Doppler ultrasound enables determination of flow, its direction, and its velocity within a vessel using simple ultrasound techniques. Sound waves bounce off moving structures and are returned. The degree of frequency shift determines whether the object is moving away from or toward the probe and the speed at which it is traveling.

Computed tomography

Computed tomography (CT) was invented in the 1970s by Sir Godfrey Hounsfield, who was awarded the Nobel Prize in Medicine in 1979. Since this inspired invention, there have been many generations of CT scanners.

A CT scanner obtains a series of images of the body (slices) in the axial plane. The patient lies on a bed, an X-ray tube passes around the body (Fig. 1.7), and a series of images are obtained. A computer carries out a complex mathematical transformation on the multitude of images to produce the final image (Fig. 1.8).

Fig. 1.7 Computed tomography scanner.

Fig. 1.8 Computed tomography scan of the abdomen at vertebral level L2.

Magnetic resonance imaging

The process of magnetic resonance imaging (MRI) is dependent on the free protons in the hydrogen nuclei in molecules of water (H₂O). Because water is present in almost all biological tissues, the hydrogen proton is ideal.

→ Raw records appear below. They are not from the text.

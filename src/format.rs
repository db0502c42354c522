//! Display Formatting
//!
//! Italian-locale date formatting and HTML text escaping shared by every
//! renderer.

use std::borrow::Cow;

use chrono::{DateTime, NaiveDate, NaiveDateTime};

/// Placeholder shown for missing values
pub const MISSING: &str = "-";

const DATETIME_FORMATS: [&str; 6] = [
    "%Y-%m-%dT%H:%M:%S",
    "%Y-%m-%dT%H:%M:%S%.f",
    "%Y-%m-%dT%H:%M",
    "%Y-%m-%d %H:%M:%S",
    "%Y-%m-%d %H:%M:%S%.f",
    "%Y-%m-%d %H:%M",
];

/// Parse the date/datetime shapes the backend emits.
///
/// Offsets are kept as written rather than converted.
fn parse_timestamp(value: &str) -> Option<NaiveDateTime> {
    if let Ok(date) = NaiveDate::parse_from_str(value, "%Y-%m-%d") {
        return date.and_hms_opt(0, 0, 0);
    }

    if let Ok(dt) = DateTime::parse_from_rfc3339(value) {
        return Some(dt.naive_local());
    }

    DATETIME_FORMATS
        .iter()
        .find_map(|fmt| NaiveDateTime::parse_from_str(value, fmt).ok())
}

/// Format a date as `dd/mm/yyyy`.
///
/// Missing or empty input yields `-`; unparseable input is returned unchanged.
pub fn format_date(value: Option<&str>) -> String {
    match value.map(str::trim) {
        None | Some("") => MISSING.to_string(),
        Some(raw) => parse_timestamp(raw)
            .map(|dt| dt.format("%d/%m/%Y").to_string())
            .unwrap_or_else(|| raw.to_string()),
    }
}

/// Format a timestamp as `dd/mm/yyyy, HH:MM`
pub fn format_date_time(value: Option<&str>) -> String {
    match value.map(str::trim) {
        None | Some("") => MISSING.to_string(),
        Some(raw) => parse_timestamp(raw)
            .map(|dt| dt.format("%d/%m/%Y, %H:%M").to_string())
            .unwrap_or_else(|| raw.to_string()),
    }
}

/// Escape text for interpolation into HTML element content or attributes
pub fn escape_html(text: &str) -> Cow<'_, str> {
    if !text.contains(['&', '<', '>', '"', '\'']) {
        return Cow::Borrowed(text);
    }

    let mut escaped = String::with_capacity(text.len() + 8);
    for ch in text.chars() {
        match ch {
            '&' => escaped.push_str("&amp;"),
            '<' => escaped.push_str("&lt;"),
            '>' => escaped.push_str("&gt;"),
            '"' => escaped.push_str("&quot;"),
            '\'' => escaped.push_str("&#39;"),
            _ => escaped.push(ch),
        }
    }
    Cow::Owned(escaped)
}

/// Spinner shown while an element waits for its content
pub fn loading_markup() -> &'static str {
    r#"<div class="text-center"><div class="loading"></div> Caricamento...</div>"#
}

#[cfg(test)]
mod tests {
    use super::*;

    #[test]
    fn test_format_date_missing() {
        assert_eq!(format_date(None), "-");
        assert_eq!(format_date(Some("")), "-");
        assert_eq!(format_date(Some("   ")), "-");
    }

    #[test]
    fn test_format_date_iso_date() {
        assert_eq!(format_date(Some("2024-03-05")), "05/03/2024");
        assert_eq!(format_date(Some("2023-12-31")), "31/12/2023");
    }

    #[test]
    fn test_format_date_from_datetime() {
        assert_eq!(format_date(Some("2024-03-05T18:45:00")), "05/03/2024");
        assert_eq!(format_date(Some("2024-03-05T18:45:00.123456")), "05/03/2024");
        assert_eq!(format_date(Some("2024-03-05T23:10:00+01:00")), "05/03/2024");
    }

    #[test]
    fn test_format_date_unparseable_passthrough() {
        assert_eq!(format_date(Some("domani")), "domani");
    }

    #[test]
    fn test_format_date_time() {
        assert_eq!(format_date_time(None), "-");
        assert_eq!(format_date_time(Some("2024-03-05T14:30:00")), "05/03/2024, 14:30");
        assert_eq!(format_date_time(Some("2024-03-05 09:05")), "05/03/2024, 09:05");
        assert_eq!(format_date_time(Some("2024-03-05")), "05/03/2024, 00:00");
    }

    #[test]
    fn test_escape_html() {
        assert!(matches!(escape_html("Rossi Mario"), Cow::Borrowed(_)));
        assert_eq!(
            escape_html(r#"<b>"O'Brien" & co</b>"#),
            "&lt;b&gt;&quot;O&#39;Brien&quot; &amp; co&lt;/b&gt;"
        );
    }
}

The protons within a patient’s hydrogen nuclei should be regarded as small bar magnets, which are randomly oriented in space. The patient is placed in a strong magnetic field, which aligns the bar magnets. When a pulse of radio waves is passed through the patient the magnets are deflected, and as they return to their aligned position they emit small radio pulses. The strength and frequency of the emitted pulses and the time it takes for the protons to return to their pre-excited state produces a signal. These signals are analyzed by a powerful computer, and an image is created (Fig. 1.9).

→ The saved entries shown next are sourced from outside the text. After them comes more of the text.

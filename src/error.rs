//! Client error types
//!
//! Defines the failures the REST client can report. Only transport/HTTP
//! failures exist; there are no domain-specific error kinds.

use thiserror::Error;

use crate::client::TransportError;

/// Errors returned by [`crate::client::ApiClient`]
#[derive(Error, Debug)]
pub enum ApiError {
    /// Non-2xx response to a GET or DELETE
    #[error("HTTP error! status: {0}")]
    Status(u16),

    /// Non-2xx response to a POST or PUT, carrying the server `detail`
    #[error("{0}")]
    Server(String),

    /// The request never produced a response
    #[error("Network error: {0}")]
    Network(String),

    /// 2xx response whose body did not match the expected shape
    #[error("Parse error: {0}")]
    Decode(#[from] serde_json::Error),
}

impl From<TransportError> for ApiError {
    fn from(err: TransportError) -> Self {
        ApiError::Network(err.to_string())
    }
}

impl ApiError {
    /// HTTP status carried by the error, if the server answered at all
    pub fn status(&self) -> Option<u16> {
        match self {
            ApiError::Status(code) => Some(*code),
            _ => None,
        }
    }
}

/// Result type alias for REST client operations
pub type ApiResult<T> = Result<T, ApiError>;
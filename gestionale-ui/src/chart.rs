//! Chart.js Bindings
//!
//! Minimal bindings for the global `Chart` constructor loaded by the page.

use gestionale_fibra::ChartConfig;
use serde::Serialize;
use wasm_bindgen::prelude::*;

#[wasm_bindgen]
extern "C" {
    /// A live Chart.js instance
    #[derive(Debug, Clone)]
    pub type Chart;

    #[wasm_bindgen(constructor, catch)]
    fn new(canvas: &JsValue, config: &JsValue) -> Result<Chart, JsValue>;

    #[wasm_bindgen(method)]
    pub fn destroy(this: &Chart);
}

/// Draw `config` onto `canvas`
pub fn draw(canvas: &JsValue, config: &ChartConfig) -> Result<Chart, JsValue> {
    let serializer = serde_wasm_bindgen::Serializer::json_compatible();
    let config = config.serialize(&serializer)?;
    Chart::new(canvas, &config)
}
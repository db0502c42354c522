//! Configuration System
//!
//! Client settings loaded from a TOML document. Every field has a default,
//! so an empty document (or none at all) yields a working configuration.

use serde::Deserialize;

/// Main configuration structure
#[derive(Debug, Clone, Default, Deserialize, PartialEq)]
pub struct Config {
    #[serde(default)]
    pub api: ApiConfig,

    #[serde(default)]
    pub dashboard: DashboardConfig,

    #[serde(default)]
    pub toast: ToastConfig,

    #[serde(default)]
    pub logging: LoggingConfig,
}

/// Backend API settings
#[derive(Debug, Clone, Deserialize, PartialEq)]
pub struct ApiConfig {
    /// Prefix joined in front of every dashboard endpoint
    #[serde(default = "default_api_base")]
    pub base: String,
}

fn default_api_base() -> String {
    "/api".to_string()
}

impl Default for ApiConfig {
    fn default() -> Self {
        Self {
            base: default_api_base(),
        }
    }
}

/// Dashboard loader settings
#[derive(Debug, Clone, Deserialize, PartialEq)]
pub struct DashboardConfig {
    /// Page size requested for the recent works table
    #[serde(default = "default_recent_works_size")]
    pub recent_works_size: u32,
}

fn default_recent_works_size() -> u32 {
    10
}

impl Default for DashboardConfig {
    fn default() -> Self {
        Self {
            recent_works_size: default_recent_works_size(),
        }
    }
}

/// Toast settings
#[derive(Debug, Clone, Deserialize, PartialEq)]
pub struct ToastConfig {
    #[serde(default = "default_toast_delay")]
    pub delay_ms: u32,
}

fn default_toast_delay() -> u32 {
    crate::toast::DEFAULT_DELAY_MS
}

impl Default for ToastConfig {
    fn default() -> Self {
        Self {
            delay_ms: default_toast_delay(),
        }
    }
}

/// Logging configuration
#[derive(Debug, Clone, Deserialize, PartialEq)]
pub struct LoggingConfig {
    /// Log level: trace, debug, info, warn, error
    #[serde(default = "default_log_level")]
    pub level: String,
}

fn default_log_level() -> String {
    "info".to_string()
}

impl Default for LoggingConfig {
    fn default() -> Self {
        Self {
            level: default_log_level(),
        }
    }
}

impl Config {
    /// Parse a TOML document
    pub fn from_toml_str(content: &str) -> Result<Self, ConfigError> {
        toml::from_str(content).map_err(|e| ConfigError::Parse(e.to_string()))
    }

    /// Replace the API base, ignoring blank values
    pub fn with_api_base(mut self, base: &str) -> Self {
        let base = base.trim();
        if !base.is_empty() {
            self.api.base = base.trim_end_matches('/').to_string();
        }
        self
    }

    /// Endpoint of the recent works table
    pub fn recent_works_endpoint(&self) -> String {
        format!("/works?size={}", self.dashboard.recent_works_size)
    }
}

/// Configuration errors
#[derive(Debug, thiserror::Error)]
pub enum ConfigError {
    #[error("Failed to parse config: {0}")]
    Parse(String),
}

Fig. 1.9 A T2-weighted image in the sagittal plane of the pelvic viscera in a woman.

By altering the sequence of pulses to which the protons are subjected, different properties of the protons can be assessed. These properties are referred to as the “weighting” of the scan. By altering the pulse sequence and the scanning parameters, T1-weighted images (Fig. 1.10A) and T2-weighted images (Fig. 1.10B) can be obtained. These two types of imaging sequences provide differences in image contrast, which accentuate and optimize different tissue characteristics.

Fig. 1.10 T1-weighted (A) and T2-weighted (B) magnetic resonance images of the brain in the coronal plane.

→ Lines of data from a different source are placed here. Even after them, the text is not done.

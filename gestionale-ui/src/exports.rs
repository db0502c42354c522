//! Page Script Exports
//!
//! The helpers page templates call from their own scripts, exported under
//! their JavaScript names. Endpoints are used verbatim, so callers pass the
//! full path (`/api/works/3`).

use std::cell::RefCell;

use gestionale_fibra::format::{format_date, format_date_time, loading_markup};
use gestionale_fibra::status::{ticket_status_badge, work_status_badge};
use gestionale_fibra::{ApiClient, ApiError, ToastKind, Toaster};
use serde::Serialize;
use serde_json::Value;
use wasm_bindgen::prelude::*;
use web_sys::Element;

use crate::settings;
use crate::toast::DomToastHost;
use crate::transport::FetchTransport;

thread_local! {
    static TOASTER: RefCell<Option<Toaster<DomToastHost>>> = const { RefCell::new(None) };
}

/// Install the page toaster; `showToast` is a no-op until then
pub fn install_toaster(toaster: Toaster<DomToastHost>) {
    TOASTER.with(|slot| *slot.borrow_mut() = Some(toaster));
}

fn client() -> ApiClient<FetchTransport> {
    ApiClient::new(FetchTransport, "")
}

fn to_js(value: &Value) -> Result<JsValue, JsValue> {
    let serializer = serde_wasm_bindgen::Serializer::json_compatible();
    Ok(value.serialize(&serializer)?)
}

fn from_js(data: JsValue) -> Result<Value, JsValue> {
    Ok(serde_wasm_bindgen::from_value(data)?)
}

fn js_error(error: ApiError) -> JsValue {
    js_sys::Error::new(&error.to_string()).into()
}

#[wasm_bindgen(js_name = apiGet)]
pub async fn api_get(endpoint: String) -> Result<JsValue, JsValue> {
    let value: Value = client().get(&endpoint).await.map_err(js_error)?;
    to_js(&value)
}

#[wasm_bindgen(js_name = apiPost)]
pub async fn api_post(endpoint: String, data: JsValue) -> Result<JsValue, JsValue> {
    let body = from_js(data)?;
    let value: Value = client().post(&endpoint, &body).await.map_err(js_error)?;
    to_js(&value)
}

#[wasm_bindgen(js_name = apiPut)]
pub async fn api_put(endpoint: String, data: JsValue) -> Result<JsValue, JsValue> {
    let body = from_js(data)?;
    let value: Value = client().put(&endpoint, &body).await.map_err(js_error)?;
    to_js(&value)
}

/// Resolves to `true` on success
#[wasm_bindgen(js_name = apiDelete)]
pub async fn api_delete(endpoint: String) -> Result<bool, JsValue> {
    client().delete(&endpoint).await.map_err(js_error)?;
    Ok(true)
}

#[wasm_bindgen(js_name = formatDate)]
pub fn format_date_js(value: Option<String>) -> String {
    format_date(value.as_deref())
}

#[wasm_bindgen(js_name = formatDateTime)]
pub fn format_date_time_js(value: Option<String>) -> String {
    format_date_time(value.as_deref())
}

/// Ticket status badge
#[wasm_bindgen(js_name = getStatusBadge)]
pub fn get_status_badge(status: &str) -> String {
    ticket_status_badge(status)
}

#[wasm_bindgen(js_name = getWorkStatusBadge)]
pub fn get_work_status_badge(status: &str) -> String {
    work_status_badge(status)
}

/// Persist an API base override, picked up on the next page load
#[wasm_bindgen(js_name = setApiBase)]
pub fn set_api_base(base: &str) {
    settings::set_api_base(base);
}

/// The message is shown as plain text; markup in it is escaped
#[wasm_bindgen(js_name = showToast)]
pub fn show_toast(message: &str, kind: Option<String>) {
    let kind = kind.as_deref().map(ToastKind::from_name).unwrap_or_default();
    TOASTER.with(|slot| match slot.borrow().as_ref() {
        Some(toaster) => {
            toaster.show(message, kind);
        }
        None => tracing::warn!("showToast called before the page was initialized"),
    });
}

#[wasm_bindgen(js_name = showLoading)]
pub fn show_loading(element: &Element) {
    element.set_inner_html(loading_markup());
}

#[wasm_bindgen(js_name = confirmAction)]
pub fn confirm_action(message: &str) -> bool {
    web_sys::window()
        .and_then(|window| window.confirm_with_message(message).ok())
        .unwrap_or(false)
}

From the clinical point of view:

Most T1-weighted images show dark fluid and bright fat—for example, within the brain the cerebrospinal fluid (CSF) is dark.

T2-weighted images demonstrate a bright signal from fluid and an intermediate signal from fat—for example, in the brain the CSF appears white.

MRI can also be used to assess flow within vessels and to produce complex angiograms of the peripheral and cerebral circulation.

Nuclear medicine imaging

Nuclear medicine involves imaging using gamma rays, which are another type of electromagnetic radiation. The important difference between gamma rays and X-rays is that gamma rays are produced from within the nucleus of an atom when an unstable nucleus decays, whereas X-rays are produced by bombarding an atom with electrons.

For an area to be visualized, the patient must receive a gamma-ray emitter, which must have a number of properties to be useful, including a reasonable half-life (e.g., 6 to 24 hours); an easily measurable gamma ray; and an energy deposition in as low a dose as possible in the patient’s tissues.

The most commonly used radionuclide (radioisotope) is technetium-99m. This may be injected as a technetium salt or combined with other complex molecules. For example, by combining technetium-99m with methylene diphosphonate (MDP), a radiopharmaceutical is produced. When injected into the body this radiopharmaceutical specifically binds to bone, allowing assessment of the skeleton. Similarly, combining technetium-99m with other compounds permits assessment of other parts of the body; for example, the urinary tract and cerebral blood flow.

Images obtained using a gamma camera are dependent on how the radiopharmaceutical is absorbed, distributed, metabolized, and excreted by the body after injection.

Positron emission tomography

Positron emission tomography (PET) is an imaging modality for detecting positron-emitting radionuclides. A positron is an antielectron, which is a positively charged particle of antimatter. Positrons are emitted from the decay of proton-rich radionuclides. Most of these radionuclides are made in a cyclotron and have extremely short half-lives.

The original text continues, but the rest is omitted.